Em 2019, prémio terá nova edição

Até houve cinco candidaturas, mas o Prémio Regional “Maria Veleda” deste ano não foi atribuído por decisão do júri. 

Segundo a Direção Regional de Cultura, «do conjunto das candidaturas registadas, verificou-se que uma deu entrada fora do prazo».

Na apreciação das outras, «o júri reconheceu que, pelo menos, duas das candidaturas reuniam uma ação destacada na dimensão cultural e cívica, todavia, não davam resposta ao critério estabelecido no número 1 do regulamento e não possuíam um “longo percurso cultural e cívico”».

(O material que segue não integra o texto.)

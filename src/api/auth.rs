use crate::config::STAFF_PIN;
use crate::models::{LoginRequest, LoginResponse};
use log::info;
use rocket::post;
use rocket::serde::json::Json;

#[post("/login", data = "<login_request>")]
pub async fn staff_login(login_request: Json<LoginRequest>) -> Json<LoginResponse> {
    if login_request.pin == *STAFF_PIN {
        info!("Staff login accepted.");
        Json(LoginResponse {
            success: true,
            message: "Acceso concedido".to_string(),
        })
    } else {
        info!("Staff login rejected.");
        Json(LoginResponse {
            success: false,
            message: "PIN incorrecto".to_string(),
        })
    }
}
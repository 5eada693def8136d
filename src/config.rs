use crate::models::StaffPin;
use crate::services::database::{create_db_pool, init_tables};
use crate::services::reconciler::setup_reconciler;
use crate::services::youtube::VideoCache;
use crate::AppState;
use anyhow::Result;
use env_logger::Builder;
use lazy_static::lazy_static;
use log::{info, LevelFilter};
use rocket::http::{Method, Status};
use rocket::request::{FromRequest, Outcome};
use rocket::Request;
use rocket_cors::{AllowedHeaders, AllowedOrigins, CorsOptions};
use std::env;
use std::sync::Arc;
use tokio::sync::Mutex;

lazy_static! {
    pub static ref DATABASE_URL: String =
        env::var("DATABASE_URL").unwrap_or_else(|_| "sqlite://panel.db?mode=rwc".to_string());
    pub static ref GAME_API_URL: String =
        env::var("GAME_API_URL").unwrap_or_else(|_| "http://185.230.55.63:4000".to_string());
    pub static ref TWITCH_CLIENT_ID: String =
        env::var("TWITCH_CLIENT_ID").expect("TWITCH_CLIENT_ID environment variable must be set");
    pub static ref TWITCH_CLIENT_SECRET: String = env::var("TWITCH_CLIENT_SECRET")
        .expect("TWITCH_CLIENT_SECRET environment variable must be set");
    pub static ref YOUTUBE_API_KEY: String =
        env::var("YOUTUBE_API_KEY").expect("YOUTUBE_API_KEY environment variable must be set");
    pub static ref YOUTUBE_CHANNELS: Vec<String> = env::var("YOUTUBE_CHANNELS")
        .unwrap_or_default()
        .split(',')
        .map(str::trim)
        .filter(|channel| !channel.is_empty())
        .map(String::from)
        .collect();
    pub static ref VIDEO_KEYWORDS: Vec<String> = env::var("VIDEO_KEYWORDS")
        .unwrap_or_else(|_| "roleplay,rp".to_string())
        .split(',')
        .map(str::trim)
        .filter(|keyword| !keyword.is_empty())
        .map(|keyword| keyword.to_lowercase())
        .collect();
    pub static ref STAFF_PIN: String =
        env::var("STAFF_PIN").expect("STAFF_PIN environment variable must be set");
    pub static ref RECONCILE_SCHEDULE: String =
        env::var("RECONCILE_SCHEDULE").unwrap_or_else(|_| "0 */5 * * * *".to_string());
}

pub fn init_logger() {
    Builder::new().filter_level(LevelFilter::Info).init();
    info!("Starting panel-proxy backend...");
}

pub fn load_environment() {
    dotenv::dotenv().ok();
}

pub async fn create_app_state() -> Result<AppState> {
    let db = create_db_pool(&DATABASE_URL).await?;
    init_tables(&db).await?;

    let reconcile_guard = Arc::new(Mutex::new(()));
    let scheduler = setup_reconciler(db.clone(), reconcile_guard.clone()).await?;

    Ok(AppState {
        db,
        video_cache: Arc::new(VideoCache::new()),
        reconcile_guard,
        scheduler,
    })
}

pub fn create_cors() -> Result<rocket_cors::Cors> {
    let cors = CorsOptions::default()
        .allowed_origins(AllowedOrigins::all())
        .allowed_methods(
            vec![
                Method::Get,
                Method::Post,
                Method::Put,
                Method::Delete,
                Method::Options,
            ]
            .into_iter()
            .map(From::from)
            .collect(),
        )
        .allowed_headers(AllowedHeaders::some(&[
            "Accept",
            "Content-Type",
            "X-Staff-Pin",
        ]))
        .to_cors()
        .map_err(|e| anyhow::anyhow!("Failed to create CORS options: {}", e))?;

    Ok(cors)
}

#[rocket::async_trait]
impl<'r> FromRequest<'r> for StaffPin {
    type Error = &'static str;

    async fn from_request(request: &'r Request<'_>) -> Outcome<Self, Self::Error> {
        match request.headers().get_one("X-Staff-Pin") {
            Some(pin) => {
                if pin == &*STAFF_PIN {
                    Outcome::Success(StaffPin(pin.to_string()))
                } else {
                    Outcome::Error((Status::Unauthorized, "Invalid PIN"))
                }
            }
            None => Outcome::Error((Status::Unauthorized, "Missing PIN")),
        }
    }
}
#[macro_use]
extern crate rocket;

mod api;
mod config;
mod models;
mod services;
mod utils;

use services::youtube::VideoCache;
use sqlx::SqlitePool;
use std::sync::Arc;
use tokio::sync::Mutex;
use tokio_cron_scheduler::JobScheduler;

pub struct AppState {
    pub db: SqlitePool,
    pub video_cache: Arc<VideoCache>,
    pub reconcile_guard: Arc<Mutex<()>>,
    /// Held for the lifetime of the process; dropping it stops the cron jobs.
    pub scheduler: JobScheduler,
}

#[launch]
async fn rocket() -> _ {
    config::load_environment();
    config::init_logger();

    let state = config::create_app_state()
        .await
        .expect("Failed to initialize application state");
    let cors = config::create_cors().expect("Failed to create CORS options");

    rocket::build()
        .manage(state)
        .attach(cors)
        .mount("/", routes![api::get_players])
        .mount(
            "/api",
            routes![
                api::staff_login,
                api::get_streams,
                api::refresh_streams,
                api::get_videos,
                api::list_locales,
                api::create_locale,
                api::update_locale,
                api::delete_locale,
                api::list_streamers,
                api::create_streamer,
                api::update_streamer,
                api::delete_streamer,
            ],
        )
}
use crate::config::RECONCILE_SCHEDULE;
use crate::services::database::{list_tracked_handles, update_streamer_status};
use crate::services::twitch::{fetch_access_token, fetch_live_streams, live_handle_set};
use anyhow::Result;
use log::{error, info};
use sqlx::SqlitePool;
use std::collections::HashSet;
use std::sync::Arc;
use tokio::sync::Mutex;
use tokio_cron_scheduler::{Job, JobScheduler};

/// Synchronize the stored live flags with the platform's reported status.
/// Returns the number of records written.
pub async fn reconcile(pool: &SqlitePool) -> Result<u64> {
    let handles = list_tracked_handles(pool).await?;
    if handles.is_empty() {
        return Ok(0);
    }

    let token = fetch_access_token().await?;
    let streams = fetch_live_streams(&token, &handles).await?;
    let live_set = live_handle_set(&streams);

    apply_live_status(pool, &handles, &live_set).await
}

/// One write per tracked handle, unchanged rows included.
pub async fn apply_live_status(
    pool: &SqlitePool,
    handles: &[String],
    live_set: &HashSet<String>,
) -> Result<u64> {
    let timestamp = chrono::Utc::now().to_rfc3339();
    let mut written = 0;

    for handle in handles {
        let live = live_set.contains(&handle.to_lowercase());
        update_streamer_status(pool, handle, live, &timestamp).await?;
        written += 1;
    }

    info!("Reconciled live status for {written} streamers.");
    Ok(written)
}

/// Serialized entry point shared by the timer and the HTTP trigger.
/// Overlapping invocations wait on the guard instead of issuing racing
/// writes to the same rows.
pub async fn run_reconcile(pool: &SqlitePool, guard: &Mutex<()>) -> Result<u64> {
    let _held = guard.lock().await;
    reconcile(pool).await
}

pub async fn setup_reconciler(pool: SqlitePool, guard: Arc<Mutex<()>>) -> Result<JobScheduler> {
    info!("Setting up live-status reconcile scheduler...");

    let scheduler = JobScheduler::new().await?;

    let reconcile_job = Job::new_async(RECONCILE_SCHEDULE.as_str(), move |_uuid, _l| {
        let pool = pool.clone();
        let guard = guard.clone();
        Box::pin(async move {
            if let Err(e) = run_reconcile(&pool, &guard).await {
                error!("Scheduled reconcile failed: {e:?}");
            }
        })
    })?;

    scheduler.add(reconcile_job).await?;
    scheduler.start().await?;
    info!("Reconcile scheduler started.");

    Ok(scheduler)
}
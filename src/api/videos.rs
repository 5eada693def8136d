use crate::models::VideoItem;
use crate::services::youtube;
use crate::AppState;
use log::error;
use rocket::http::Status;
use rocket::serde::json::Json;
use rocket::{get, State};

/// The aggregated promotional video listing, served from cache when fresh.
#[get("/videos")]
pub async fn get_videos(state: &State<AppState>) -> Result<Json<Vec<VideoItem>>, Status> {
    match youtube::get_videos(&state.video_cache).await {
        Ok(videos) => Ok(Json(videos)),
        Err(e) => {
            error!("Failed to aggregate videos: {e:?}");
            Err(Status::InternalServerError)
        }
    }
}
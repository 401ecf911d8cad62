use sea_orm_migration::prelude::*;

#[derive(DeriveMigrationName)]
pub struct Migration;

#[async_trait::async_trait]
impl MigrationTrait for Migration {
    async fn up(&self, manager: &SchemaManager) -> Result<(), DbErr> {
        manager
            .create_table(
                Table::create()
                    .table(OrganizationActivity::Table)
                    .if_not_exists()
                    .col(
                        ColumnDef::new(OrganizationActivity::OrganizationId)
                            .integer()
                            .not_null(),
                    )
                    .col(
                        ColumnDef::new(OrganizationActivity::ActivityId)
                            .integer()
                            .not_null(),
                    )
                    // 同じ組み合わせの重複行を許さない
                    .primary_key(
                        Index::create()
                            .name("pk_organization_activity")
                            .col(OrganizationActivity::OrganizationId)
                            .col(OrganizationActivity::ActivityId),
                    )
                    .foreign_key(
                        ForeignKey::create()
                            .name("fk_organization_activity_organization_id")
                            .from(
                                OrganizationActivity::Table,
                                OrganizationActivity::OrganizationId,
                            )
                            .to(Organizations::Table, Organizations::Id)
                            .on_delete(ForeignKeyAction::Cascade),
                    )
                    .foreign_key(
                        ForeignKey::create()
                            .name("fk_organization_activity_activity_id")
                            .from(OrganizationActivity::Table, OrganizationActivity::ActivityId)
                            .to(Activities::Table, Activities::Id)
                            .on_delete(ForeignKeyAction::Cascade),
                    )
                    .to_owned(),
            )
            .await?;

        // 活動IDからの逆引き（活動フィルタ・サブツリー検索）用
        manager
            .create_index(
                Index::create()
                    .if_not_exists()
                    .name("idx_organization_activity_activity_id")
                    .table(OrganizationActivity::Table)
                    .col(OrganizationActivity::ActivityId)
                    .to_owned(),
            )
            .await?;

        Ok(())
    }

    async fn down(&self, manager: &SchemaManager) -> Result<(), DbErr> {
        manager
            .drop_table(Table::drop().table(OrganizationActivity::Table).to_owned())
            .await
    }
}

#[derive(DeriveIden)]
enum OrganizationActivity {
    Table,
    OrganizationId,
    ActivityId,
}

#[derive(DeriveIden)]
enum Organizations {
    Table,
    Id,
}

#[derive(DeriveIden)]
enum Activities {
    Table,
    Id,
}
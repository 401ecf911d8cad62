use sea_orm_migration::prelude::*;

#[derive(DeriveMigrationName)]
pub struct Migration;

#[async_trait::async_trait]
impl MigrationTrait for Migration {
    async fn up(&self, manager: &SchemaManager) -> Result<(), DbErr> {
        manager
            .create_table(
                Table::create()
                    .table(Buildings::Table)
                    .if_not_exists()
                    .col(
                        ColumnDef::new(Buildings::Id)
                            .integer()
                            .not_null()
                            .auto_increment()
                            .primary_key(),
                    )
                    .col(
                        ColumnDef::new(Buildings::Address)
                            .string_len(500)
                            .not_null()
                            .unique_key(),
                    )
                    .col(ColumnDef::new(Buildings::Latitude).double().not_null())
                    .col(ColumnDef::new(Buildings::Longitude).double().not_null())
                    .to_owned(),
            )
            .await?;

        // 矩形検索・半径検索の事前絞り込み用
        manager
            .create_index(
                Index::create()
                    .if_not_exists()
                    .name("idx_buildings_coordinates")
                    .table(Buildings::Table)
                    .col(Buildings::Latitude)
                    .col(Buildings::Longitude)
                    .to_owned(),
            )
            .await?;

        Ok(())
    }

    async fn down(&self, manager: &SchemaManager) -> Result<(), DbErr> {
        manager
            .drop_table(Table::drop().table(Buildings::Table).to_owned())
            .await
    }
}

#[derive(DeriveIden)]
enum Buildings {
    Table,
    Id,
    Address,
    Latitude,
    Longitude,
}
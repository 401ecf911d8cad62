// tests/common/app_helper.rs
use axum::Router;
use directory_backend::api::{app_router, AppState};
use directory_backend::middleware::auth::ApiKeyAuthConfig;

use crate::common;

pub const TEST_API_KEY: &str = "test-api-key";

/// テスト用 DB に繋いだルーター
pub async fn setup_app() -> (Router, common::db::TestDatabase) {
    let db = common::db::TestDatabase::new().await;
    let app = app_router(
        AppState::new(db.connection.clone()),
        ApiKeyAuthConfig::new(TEST_API_KEY),
    );
    (app, db)
}
// src/domain/activity_model.rs
use crate::error::AppError;
use sea_orm::entity::prelude::*;
use serde::{Deserialize, Serialize};
use thiserror::Error;

pub const MIN_LEVEL: i32 = 1;
pub const MAX_LEVEL: i32 = 3;

/// 活動（業種）ツリーのノード。parent_id による自己参照で森を構成する
#[derive(Clone, Debug, PartialEq, Eq, DeriveEntityModel, Serialize, Deserialize)]
#[sea_orm(table_name = "activities")]
pub struct Model {
    #[sea_orm(primary_key)]
    pub id: i32,
    pub name: String,
    pub level: i32,
    #[sea_orm(nullable)]
    pub parent_id: Option<i32>,
}

#[derive(Copy, Clone, Debug, EnumIter, DeriveRelation)]
pub enum Relation {
    #[sea_orm(
        belongs_to = "Entity",
        from = "Column::ParentId",
        to = "Column::Id",
        on_delete = "Cascade"
    )]
    Parent,
}

impl ActiveModelBehavior for ActiveModel {}

#[derive(Error, Debug, Clone, PartialEq, Eq)]
pub enum ActivityValidationError {
    #[error("Activity level must be between 1 and 3, got {0}")]
    LevelOutOfRange(i32),

    #[error("Cannot create a child activity under level {level} activity {parent_id}")]
    ParentAtMaxDepth { parent_id: i32, level: i32 },

    #[error("Parent activity {0} does not exist")]
    ParentNotFound(i32),

    #[error("Activity {0} cannot be its own parent")]
    SelfParent(i32),

    #[error("Activity {parent_id} is a descendant of activity {activity_id}")]
    ParentIsDescendant { activity_id: i32, parent_id: i32 },

    #[error("Activity level must be {expected} under its parent, got {got}")]
    LevelMismatch { expected: i32, got: i32 },

    #[error("Activity {activity_id} at level {level} would put its descendants at level {deepest_level}")]
    SubtreeTooDeep {
        activity_id: i32,
        level: i32,
        deepest_level: i32,
    },
}

impl From<ActivityValidationError> for AppError {
    fn from(err: ActivityValidationError) -> Self {
        AppError::ValidationError(err.to_string())
    }
}

/// レベルは 1..=3 のみ許可
pub fn validate_activity_level(level: i32) -> Result<i32, ActivityValidationError> {
    if !(MIN_LEVEL..=MAX_LEVEL).contains(&level) {
        return Err(ActivityValidationError::LevelOutOfRange(level));
    }
    Ok(level)
}

/// 親候補のレベルを `parent_level` で引き、レベル3の下には子を作らせない
pub fn validate_activity_parent<F>(
    parent_id: Option<i32>,
    parent_level: F,
) -> Result<Option<i32>, ActivityValidationError>
where
    F: FnOnce(i32) -> Option<i32>,
{
    let Some(parent_id) = parent_id else {
        return Ok(None);
    };

    match parent_level(parent_id) {
        None => Err(ActivityValidationError::ParentNotFound(parent_id)),
        Some(level) if level >= MAX_LEVEL => {
            Err(ActivityValidationError::ParentAtMaxDepth { parent_id, level })
        }
        Some(_) => Ok(Some(parent_id)),
    }
}

/// 更新時の付け替え検証。自分自身や子孫を親にするとツリーが循環する
pub fn validate_reparent(
    activity_id: i32,
    new_parent_id: Option<i32>,
    descendant_ids: &[i32],
) -> Result<(), ActivityValidationError> {
    match new_parent_id {
        Some(parent_id) if parent_id == activity_id => {
            Err(ActivityValidationError::SelfParent(activity_id))
        }
        Some(parent_id) if descendant_ids.contains(&parent_id) => {
            Err(ActivityValidationError::ParentIsDescendant {
                activity_id,
                parent_id,
            })
        }
        _ => Ok(()),
    }
}

/// レベル省略時は親のレベル + 1（ルートは 1）
pub fn derive_level(parent_level: Option<i32>) -> i32 {
    parent_level.map_or(MIN_LEVEL, |level| level + 1)
}

/// 書き込むレベルを決める。明示されたレベルは親から導いた値と一致しなければならない
pub fn resolve_level(
    requested: Option<i32>,
    parent_level: Option<i32>,
) -> Result<i32, ActivityValidationError> {
    let expected = derive_level(parent_level);
    if let Some(got) = requested {
        validate_activity_level(got)?;
        if got != expected {
            return Err(ActivityValidationError::LevelMismatch { expected, got });
        }
    }
    validate_activity_level(expected)
}

/// `level` に置いたとき、根から `max_depth` 下の子孫がレベル3を超えないこと
pub fn validate_subtree_depth(
    activity_id: i32,
    level: i32,
    max_depth: i32,
) -> Result<(), ActivityValidationError> {
    let deepest_level = level + max_depth;
    if deepest_level > MAX_LEVEL {
        return Err(ActivityValidationError::SubtreeTooDeep {
            activity_id,
            level,
            deepest_level,
        });
    }
    Ok(())
}
// src/main.rs
use directory_backend::api::{app_router, AppState};
use directory_backend::config::Config;
use directory_backend::db::{create_db_pool, run_migrations};
use directory_backend::logging::init_tracing;
use directory_backend::middleware::auth::ApiKeyAuthConfig;
use tokio::net::TcpListener;

#[tokio::main]
async fn main() -> Result<(), Box<dyn std::error::Error>> {
    init_tracing();

    tracing::info!("Starting Directory Backend server...");

    // 設定を読み込む
    let app_config = match Config::from_env() {
        Ok(config) => config,
        Err(e) => {
            tracing::error!(error = %e, "Failed to load configuration");
            return Err(e.into());
        }
    };
    tracing::info!("Configuration loaded: {:?}", app_config);

    // データベース接続プールを作成（終了時に明示的に閉じる）
    let db_pool = create_db_pool(&app_config).await?;
    tracing::info!("Database pool created successfully.");

    if app_config.run_migrations {
        run_migrations(&db_pool).await?;
        tracing::info!("Database migrations applied.");
    }

    let app_state = AppState::new(db_pool.clone());
    let router = app_router(app_state, ApiKeyAuthConfig::new(app_config.api_key.as_str()));

    let listener = TcpListener::bind(app_config.server_addr()).await?;
    tracing::info!("Server listening on {}", app_config.server_addr());

    axum::serve(listener, router.into_make_service())
        .with_graceful_shutdown(shutdown_signal())
        .await?;

    db_pool.close().await?;
    tracing::info!("Database pool closed. Bye.");

    Ok(())
}

// Ctrl-C か SIGTERM で停止する
async fn shutdown_signal() {
    let ctrl_c = async {
        if let Err(e) = tokio::signal::ctrl_c().await {
            tracing::error!(error = %e, "Failed to listen for Ctrl-C");
        }
    };

    #[cfg(unix)]
    let terminate = async {
        match tokio::signal::unix::signal(tokio::signal::unix::SignalKind::terminate()) {
            Ok(mut signal) => {
                signal.recv().await;
            }
            Err(e) => {
                tracing::error!(error = %e, "Failed to listen for SIGTERM");
                std::future::pending::<()>().await;
            }
        }
    };

    #[cfg(not(unix))]
    let terminate = std::future::pending::<()>();

    tokio::select! {
        _ = ctrl_c => {},
        _ = terminate => {},
    }

    tracing::info!("Shutdown signal received, draining connections...");
}
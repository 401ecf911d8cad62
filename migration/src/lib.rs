// migration/src/lib.rs
pub use sea_orm_migration::prelude::*;

// ディレクトリ関連マイグレーション
mod m20250801_000001_create_buildings_table;
mod m20250801_000002_create_activities_table;
mod m20250801_000003_create_organizations_table;
mod m20250801_000004_create_organization_activity_table;

pub struct Migrator;

#[async_trait::async_trait]
impl MigratorTrait for Migrator {
    fn migrations() -> Vec<Box<dyn MigrationTrait>> {
        vec![
            // 1. 依存関係のないテーブル
            Box::new(m20250801_000001_create_buildings_table::Migration),
            Box::new(m20250801_000002_create_activities_table::Migration),
            // 2. buildings に依存
            Box::new(m20250801_000003_create_organizations_table::Migration),
            // 3. organizations / activities の中間テーブル
            Box::new(m20250801_000004_create_organization_activity_table::Migration),
        ]
    }
}
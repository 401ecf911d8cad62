// src/api/dto/activity_dto.rs
use crate::domain::activity_model;
use crate::utils::validation::common;
use serde::{Deserialize, Deserializer, Serialize};
use validator::Validate;

#[derive(Deserialize, Serialize, Debug, Clone, Validate)]
pub struct CreateActivityDto {
    #[validate(
        length(
            min = common::activity::NAME_MIN_LENGTH,
            max = common::activity::NAME_MAX_LENGTH,
            message = "Activity name must be between 1 and 200 characters"
        ),
        custom(function = common::validate_not_blank)
    )]
    pub name: String,

    pub parent_id: Option<i32>,

    // 省略時は親のレベル + 1
    pub level: Option<i32>,
}

/// 部分更新。`parent_id` は「未指定」と「null（ルートへ移動）」を区別する
#[derive(Deserialize, Serialize, Debug, Clone, Default, Validate)]
pub struct UpdateActivityDto {
    #[validate(
        length(
            min = common::activity::NAME_MIN_LENGTH,
            max = common::activity::NAME_MAX_LENGTH,
            message = "Activity name must be between 1 and 200 characters"
        ),
        custom(function = common::validate_not_blank)
    )]
    pub name: Option<String>,

    #[serde(default, deserialize_with = "present_or_null")]
    pub parent_id: Option<Option<i32>>,

    pub level: Option<i32>,
}

fn present_or_null<'de, D, T>(deserializer: D) -> Result<Option<Option<T>>, D::Error>
where
    D: Deserializer<'de>,
    T: Deserialize<'de>,
{
    Option::<T>::deserialize(deserializer).map(Some)
}

/// 活動の表現。`children` は直下の子のみで、子自身の `children` は null
#[derive(Serialize, Deserialize, Debug, Clone, PartialEq, Eq)]
pub struct ActivityResponse {
    pub id: i32,
    pub name: String,
    pub parent_id: Option<i32>,
    pub level: i32,
    pub children: Option<Vec<ActivityResponse>>,
}

impl ActivityResponse {
    pub fn with_children(
        model: activity_model::Model,
        children: Vec<activity_model::Model>,
    ) -> Self {
        Self {
            children: Some(children.into_iter().map(Self::from).collect()),
            ..Self::from(model)
        }
    }
}

impl From<activity_model::Model> for ActivityResponse {
    fn from(model: activity_model::Model) -> Self {
        Self {
            id: model.id,
            name: model.name,
            parent_id: model.parent_id,
            level: model.level,
            children: None,
        }
    }
}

A Direção Regional de Cultura do Algarve manifesta, «junto de todos os candidatos, votos para que prossigam com os projetos e ações que cada um tem concretizado e que em muito têm contribuído para o desenvolvimento socio-cultural do Algarve».

Com a criação deste prémio, em 2014, a Direção Regional de Cultura do Algarve pretende reconhecer o percurso cultural e cívico de personalidades protagonistas de intervenções particularmente relevantes e inovadoras na região, bem como dar um contributo para a promoção da igualdade entre mulheres e homens nas políticas públicas.

O júri é constituído por Alexandra Gonçalves, diretora regional de Cultura do Algarve, Gonçalo Pescada, professor de música, João Guerreiro, professor universitário, José Gameiro, diretor científico do Museu de Portimão, Manuel Brito, editor, Margarida Tengarrinha, artista plástica e professora, Maria Augusta Casaca, jornalista, Natividade Monteiro, professora e investigadora, e Pedro Ferré, professor universitário.

Em 2019, o Prémio Regional Maria Veleda terá nova edição. Os vencedores deste prémio foram Margarida Tengarrinha, em 2014, José Louro, em 2016, e Mendes Bota, em 2017. No ano de 2015, o júri também decidiu não atribuir a distinção.